For this exercise, copy each line of the records that contains the word "Deserialize".

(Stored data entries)
= = = = = = =
//! # Diagnostics Configuration
//!
//! Debug-only simulated problems, used by QA to force a basket into error
//! states without touching the catalog.
//!
//! ## Load Order (later overrides earlier)
//! 1. Default values (disabled, no problems)
//! 2. TOML document handed in by the host application
//! 3. `BASKET_SIMULATE_PROBLEMS` environment variable (`enabled` only)
//!
//! ## Example
//! ```toml
//! enabled = true
//!
//! [[simulated]]
//! item_id = "30012345"
//! code = 1
//! message = "Simulated: not available"
//! ```
//!
//! Simulated problems are never persisted by the codec.

use serde::{Deserialize, Serialize};
use thiserror::Error;
use tracing::{debug, warn};

use crate::collection::Items;
use crate::diag::{Problem, ProblemCode};
use crate::types::ItemId;

/// Environment variable toggling [`DiagnosticsConfig::enabled`].
pub const SIMULATE_PROBLEMS_ENV: &str = "BASKET_SIMULATE_PROBLEMS";

#[derive(Debug, Error)]
pub enum ConfigError {
    #[error("Invalid diagnostics config: {0}")]
    Toml(#[from] toml::de::Error),
}

/// One problem to attach to every item with a matching catalog id.
#[derive(Debug, Clone, PartialEq, Eq, Serialize, Deserialize)]
pub struct SimulatedProblem {
    pub item_id: ItemId,
    pub code: u32,
    pub message: String,
}

impl SimulatedProblem {
    pub fn to_problem(&self) -> Problem {
        Problem::new(ProblemCode::from_code(self.code), self.message.clone())
    }
}

#[derive(Debug, Clone, Default, PartialEq, Eq, Serialize, Deserialize)]
pub struct DiagnosticsConfig {
    #[serde(default)]
    pub enabled: bool,

    #[serde(default)]
    pub simulated: Vec<SimulatedProblem>,
}

impl DiagnosticsConfig {
    pub fn from_toml_str(contents: &str) -> Result<Self, ConfigError> {
        Ok(toml::from_str(contents)?)
    }

    /// Applies `BASKET_SIMULATE_PROBLEMS` when it is set.
    pub fn with_env_overrides(self) -> Self {
        match std::env::var(SIMULATE_PROBLEMS_ENV) {
            Ok(value) => self.with_override(&value),
            Err(_) => self,
        }
    }

    fn with_override(mut self, value: &str) -> Self {
        match value.trim().to_lowercase().as_str() {
            "1" | "true" | "on" => self.enabled = true,
            "0" | "false" | "off" => self.enabled = false,
            _ => {
                warn!(value = %value, "Unknown {SIMULATE_PROBLEMS_ENV} value in environment");
                return self;
            }
        }
        debug!(enabled = self.enabled, "Overriding simulated problems from environment");
        self
    }

    /// Replaces the simulated problem list of every item. Items with no
    /// configured problems, or every item when disabled, get an empty list.
    pub fn apply(&self, items: &mut Items) {
        for item in items.iter_mut() {
            let problems = if self.enabled {
                self.simulated
                    .iter()
                    .filter(|s| &s.item_id == item.item_id())
                    .map(SimulatedProblem::to_problem)
                    .collect()
            } else {
                Vec::new()
            };
            item.set_simulated_problems(problems);
        }
    }
}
= = = = = = =
ANSWER SECTION:
use serde::{Deserialize, Serialize};
#[derive(Debug, Clone, PartialEq, Eq, Serialize, Deserialize)]
#[derive(Debug, Clone, Default, PartialEq, Eq, Serialize, Deserialize)]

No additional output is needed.